On July 6, 2018, the U.S. Court of Appeals for the Ninth Circuit reversed a federal court’s denial of a California state prisoner’s petition for a writ of habeas corpus after determining that appellate counsel failed to raise a viable claim under Faretta v. California, 422 U.S. 806 (1975), for denial of the right to self-representation.

Dwight Tamplin Jr. was charged in California state court with being a felon in possession of a firearm with a street gang enhancement. Over the following nine months, he was cycled through three public defenders. He then filed a waiver of counsel and motion to represent himself that was granted.

Tamplin represented himself for four months. With a trial scheduled a month away, he appeared in court with privately retained attorney Greg Morris, who asked for a continuance to file a motion to substitute counsel but never filed one. Two weeks before the scheduled trial, the court informed Tamplin that Morris had been disbarred and could not represent him. Tamplin said he wanted to continue to represent himself and signed a second waiver of counsel.

A week later, the court held a hearing on Tamplin’s self-representation. Tamplin explained that he was uncomfortable with anyone from the public defender’s office and had hired Morris because he had the funds and felt Morris had special insight into the case. He complained that the public defenders never filed any pretrial motions when he was represented by them and that Morris had taken all his money, so he could not afford to hire another attorney. He clearly stated that he wanted to continue to represent himself.

After Tamplin failed to answer a question about the rules of evidence correctly and said he could not be ready for trial in a week because he wanted to file additional pretrial motions, the court denied his request for self-representation and appointed Fresno public defender Katherine Hart to represent him. The judge explained that the issues were timeliness and that the request for self-representation was equivocal because Tamplin hired an attorney after initially requesting self-representation. Tamplin objected.

Tamplin was convicted and sentenced to 45 years to life in prison under California’s Three-Strikes sentencing law. On direct appeal, the sentence was reduced to 25 to life, but the issue of denial of self-representation was not raised by the court-appointed appellate counsel.

Tamplin unsuccessfully pursued the Faretta claim in pro se state habeas proceedings up to the California Supreme Court, arguing ineffective assistance of counsel (“IAC”) for failure to raise his Faretta claim on direct appeal. The state habeas court denied his claim on two grounds: (1) his request to represent himself was equivocal and (2) he waived his Sixth Amendment right by acquiescing to the appointment of the public defender’s office to represent him. He filed a federal petition for a writ of habeas corpus, which also was denied.

The Ninth Circuit stated that both rulings are “contrary to established Supreme Court law.”

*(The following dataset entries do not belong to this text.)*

//! Mixed-format date and time resolution.
//!
//! Listings mostly come from day/month/year locales, so numeric dates are read
//! day-first. An ISO `YYYY-MM-DD` match is tried before anything else: a string
//! like `2025-08-02` is always August 2nd.

use std::sync::LazyLock;

use chrono::{DateTime, Datelike, Duration, NaiveDate, NaiveDateTime, NaiveTime, TimeZone, Weekday};
use chrono_tz::Tz;
use regex::Regex;

use crate::{ContextPeriod, Error, PageContext, Result, text::fold_accents};

// Text is folded to lowercase before matching, so the ISO "T" separator is "t"
static ISO_DATE: LazyLock<Regex> =
    LazyLock::new(|| Regex::new(r"\b(\d{4})-(\d{1,2})-(\d{1,2})(?:t|\b)").expect("valid regex"));

static YEAR_FIRST_DATE: LazyLock<Regex> =
    LazyLock::new(|| Regex::new(r"\b(\d{4})[/.](\d{1,2})[/.](\d{1,2})\b").expect("valid regex"));

static DAY_FIRST_DATE: LazyLock<Regex> = LazyLock::new(|| {
    Regex::new(r"\b(\d{1,2})[/.\-](\d{1,2})[/.\-](\d{4}|\d{2})\b").expect("valid regex")
});

static DAY_MONTH: LazyLock<Regex> =
    LazyLock::new(|| Regex::new(r"\b(\d{1,2})[/.](\d{1,2})\b").expect("valid regex"));

static TEXTUAL_DAY_FIRST: LazyLock<Regex> = LazyLock::new(|| {
    Regex::new(r"\b(\d{1,2})o?\s*(?:de\s+)?([a-z]{3,})\.?,?(?:\s*(?:de\s+)?(\d{4}))?")
        .expect("valid regex")
});

static TEXTUAL_MONTH_FIRST: LazyLock<Regex> = LazyLock::new(|| {
    Regex::new(r"\b([a-z]{3,})\.?\s+(\d{1,2})(?:st|nd|rd|th)?\b,?(?:\s*(\d{4}))?")
        .expect("valid regex")
});

static CLOCK_TIME: LazyLock<Regex> = LazyLock::new(|| {
    Regex::new(r"(?:\b|t)(\d{1,2}):(\d{2})(?:\s*(am|pm)\b)?").expect("valid regex")
});

static HOUR_TIME: LazyLock<Regex> = LazyLock::new(|| {
    Regex::new(r"\b(\d{1,2})\s*(?:horas?|hrs?|h)(?:\s*(\d{2}))?(?:\s*min)?\b")
        .expect("valid regex")
});

static MERIDIEM_TIME: LazyLock<Regex> =
    LazyLock::new(|| Regex::new(r"\b(\d{1,2})\s*(am|pm)\b").expect("valid regex"));

static DAY_RANGE: LazyLock<Regex> = LazyLock::new(|| {
    Regex::new(r"\b(\d{1,2})\s*(?:a|e|ate|to|-|–)\s*(\d{1,2})\s*(?:de\s+)?([a-z]{3,})\.?(?:\s*(?:de\s+)?(\d{4}))?")
        .expect("valid regex")
});

const MONTHS: [(&str, &str, u32); 12] = [
    ("janeiro", "january", 1),
    ("fevereiro", "february", 2),
    ("marco", "march", 3),
    ("abril", "april", 4),
    ("maio", "may", 5),
    ("junho", "june", 6),
    ("julho", "july", 7),
    ("agosto", "august", 8),
    ("setembro", "september", 9),
    ("outubro", "october", 10),
    ("novembro", "november", 11),
    ("dezembro", "december", 12),
];

const WEEKDAYS: [(&str, &str, Weekday); 7] = [
    ("segunda", "monday", Weekday::Mon),
    ("terca", "tuesday", Weekday::Tue),
    ("quarta", "wednesday", Weekday::Wed),
    ("quinta", "thursday", Weekday::Thu),
    ("sexta", "friday", Weekday::Fri),
    ("sabado", "saturday", Weekday::Sat),
    ("domingo", "sunday", Weekday::Sun),
];

/// Month number for a Portuguese or English month name or abbreviation ("ago", "Aug.", "março").
fn month_from_name(word: &str) -> Option<u32> {
    let word = word.trim_end_matches('.');
    if word.len() < 3 {
        return None;
    }
    MONTHS
        .iter()
        .find(|(pt, en, _)| pt.starts_with(word) || en.starts_with(word))
        .map(|(_, _, n)| *n)
}
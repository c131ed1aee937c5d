//! Pluggable event-name similarity.
//!
//! [`LexicalScorer`] is always available; [`SemanticScorer`] wraps an optional
//! external [`SemanticOracle`]; [`WeightedScorer`] blends any number of scorers.

use std::sync::Arc;

use crate::{
    NormalizedEvent,
    category::CategoryTable,
    text::{normalize_name, strip_phrase},
};

/// External similarity function, e.g. embedding based.
pub trait SemanticOracle: Send + Sync {
    /// Similarity of two texts in [0, 1], `None` when the oracle cannot judge.
    fn similarity(&self, a: &str, b: &str) -> Option<f64>;
}

pub trait SimilarityScorer: Send + Sync {
    /// Similarity of two events in [0, 1], `None` when this scorer has no opinion.
    fn score(&self, a: &NormalizedEvent, b: &NormalizedEvent) -> Option<f64>;
}

/// Jaro–Winkler over normalized names.
///
/// When the events share a known category (or only one side has one) its aliases are also
/// stripped and the remaining session keys compared, so "F1 Qualifying" and
/// "Formula 1 Qualifying" both reduce to "qualifying". Names whose numbers
/// differ ("Race 1" / "Race 2") never match.
pub struct LexicalScorer {
    table: Arc<CategoryTable>,
}

impl LexicalScorer {
    pub fn new(table: Arc<CategoryTable>) -> Self {
        Self { table }
    }

    /// Name similarity under an optional shared category code.
    pub fn name_similarity(&self, a: &str, b: &str, shared_category: Option<&str>) -> f64 {
        let a = normalize_name(a);
        let b = normalize_name(b);
        let mut best = guarded_jaro_winkler(&a, &b);

        if let Some(code) = shared_category {
            let phrases = self.table.alias_phrases(code);
            let key_a = session_key(&a, &phrases);
            let key_b = session_key(&b, &phrases);
            if !key_a.is_empty() && !key_b.is_empty() {
                best = best.max(guarded_jaro_winkler(&key_a, &key_b));
            }
        }
        best
    }
}

impl SimilarityScorer for LexicalScorer {
    fn score(&self, a: &NormalizedEvent, b: &NormalizedEvent) -> Option<f64> {
        // One side unknown still strips the other side's aliases
        let shared = match (a.category.is_unknown(), b.category.is_unknown()) {
            (false, true) => Some(a.category.code.as_str()),
            (true, false) => Some(b.category.code.as_str()),
            (false, false) if a.category.code == b.category.code => Some(a.category.code.as_str()),
            _ => None,
        };
        Some(self.name_similarity(a.name(), b.name(), shared))
    }
}

fn session_key(name: &str, phrases: &[&str]) -> String {
    phrases
        .iter()
        .fold(name.to_string(), |key, phrase| strip_phrase(&key, phrase))
}

fn numbers(text: &str) -> Vec<&str> {
    text.split(|c: char| !c.is_ascii_digit())
        .filter(|s| !s.is_empty())
        .collect()
}

fn guarded_jaro_winkler(a: &str, b: &str) -> f64 {
    if numbers(a) != numbers(b) {
        return 0.0;
    }
    strsim::jaro_winkler(a, b)
}

/// Scores event names with a [`SemanticOracle`].
pub struct SemanticScorer {
    oracle: Arc<dyn SemanticOracle>,
}

impl SemanticScorer {
    pub fn new(oracle: Arc<dyn SemanticOracle>) -> Self {
        Self { oracle }
    }
}

impl SimilarityScorer for SemanticScorer {
    fn score(&self, a: &NormalizedEvent, b: &NormalizedEvent) -> Option<f64> {
        self.oracle
            .similarity(a.name(), b.name())
            .map(|s| s.clamp(0.0, 1.0))
    }
}

/// Weighted mean of its components. Components without an opinion are left
/// out and the remaining weights renormalized.
#[derive(Default)]
pub struct WeightedScorer {
    components: Vec<(Box<dyn SimilarityScorer>, f64)>,
}

impl WeightedScorer {
    pub fn new() -> Self {
        Self::default()
    }

    pub fn with(mut self, scorer: Box<dyn SimilarityScorer>, weight: f64) -> Self {
        if weight > 0.0 {
            self.components.push((scorer, weight));
        }
        self
    }

    pub fn len(&self) -> usize {
        self.components.len()
    }

    pub fn is_empty(&self) -> bool {
        self.components.is_empty()
    }
}

impl SimilarityScorer for WeightedScorer {
    fn score(&self, a: &NormalizedEvent, b: &NormalizedEvent) -> Option<f64> {
        let (sum, weights) = self
            .components
            .iter()
            .filter_map(|(scorer, weight)| scorer.score(a, b).map(|s| (s * weight, *weight)))
            .fold((0.0, 0.0), |(sum, total), (s, w)| (sum + s, total + w));
        (weights > 0.0).then(|| sum / weights)
    }
}
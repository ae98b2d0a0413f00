//! Rules for [`Uuid`].

use specval_core::specification::states::{AcceptsRules, RuleOut};
use specval_core::{Arg, SpecBuilder};
use uuid::Uuid;

/// Message keys of [`GuidRules`].
pub mod keys {
    /// Value is not the nil UUID.
    pub const NOT_NIL: &str = "Guids.NotNil";
    /// Value equals the arg.
    pub const EQUAL_TO: &str = "Guids.EqualTo";
    /// Value differs from the arg.
    pub const NOT_EQUAL_TO: &str = "Guids.NotEqualTo";
}

/// UUID rules.
pub trait GuidRules {
    /// Must not be the nil UUID.
    #[must_use]
    fn not_nil(self) -> SpecBuilder<Uuid, RuleOut>;
    /// Must equal `value`.
    #[must_use]
    fn equal_to_guid(self, value: Uuid) -> SpecBuilder<Uuid, RuleOut>;
    /// Must differ from `value`.
    #[must_use]
    fn not_equal_to_guid(self, value: Uuid) -> SpecBuilder<Uuid, RuleOut>;
}

impl<S: AcceptsRules> GuidRules for SpecBuilder<Uuid, S> {
    fn not_nil(self) -> SpecBuilder<Uuid, RuleOut> {
        self.rule_template(|v: &Uuid| !v.is_nil(), keys::NOT_NIL, Vec::new())
    }

    fn equal_to_guid(self, value: Uuid) -> SpecBuilder<Uuid, RuleOut> {
        self.rule_template(
            move |v: &Uuid| *v == value,
            keys::EQUAL_TO,
            vec![Arg::guid("value", value)],
        )
    }

    fn not_equal_to_guid(self, value: Uuid) -> SpecBuilder<Uuid, RuleOut> {
        self.rule_template(
            move |v: &Uuid| *v != value,
            keys::NOT_EQUAL_TO,
            vec![Arg::guid("value", value)],
        )
    }
}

The Court noted that Tamplin’s situation was almost identical to the facts in Faretta, the case in which the Supreme Court held that the Sixth Amendment guarantees criminal defendants the right to self-representation. Importantly, the Supreme Court explained that even a defendant who lacks the “skill and experience of a lawyer” but is “made aware of the dangers and disadvantages of self-representation” must be allowed to represent himself.

The Court rejected the state habeas court’s conclusion that Tamplin’s request to represent himself was equivocal because of his desire to hire a private attorney. As the Court noted, that “conclusion is clearly contrary to Faretta.” The Court explained Faretta makes it clear that a defendant’s “unsuccessful attempt to hire private counsel” doesn’t make his request to represent himself equivocal “if the only alternative to self-representation is representation by a public defender.” Tamplin was presented with the choice of self-representation or representation by a public defender. He chose the former. The state court violated his Sixth Amendment right by forcing him to accept a state-appointed public defender against his will.  

Similarly, the Ninth Circuit rejected the habeas court’s conclusion that Tamplin waived his right by acquiescing to the trial court’s denial of his request by failing to raise any further objection. The Court explained that, under Faretta, the denial of an unequivocal request for self-representation is a violation of the defendant’s Sixth Amendment right, and the “violation is complete at the time of the court’s denial.” Thus, Tamplin’s right was violated when the trial court denied his request, so he couldn’t have waived his right by not objecting again.

The state habeas court denied Tamplin’s IAC claim based entirely on the conclusion that his Faretta claim was without merit, so it never addressed the issue of whether “appellate counsel would have been ineffective in failing to raise the claim if” it had merit. As such, the Ninth Circuit performed a de novo review of the IAC claim.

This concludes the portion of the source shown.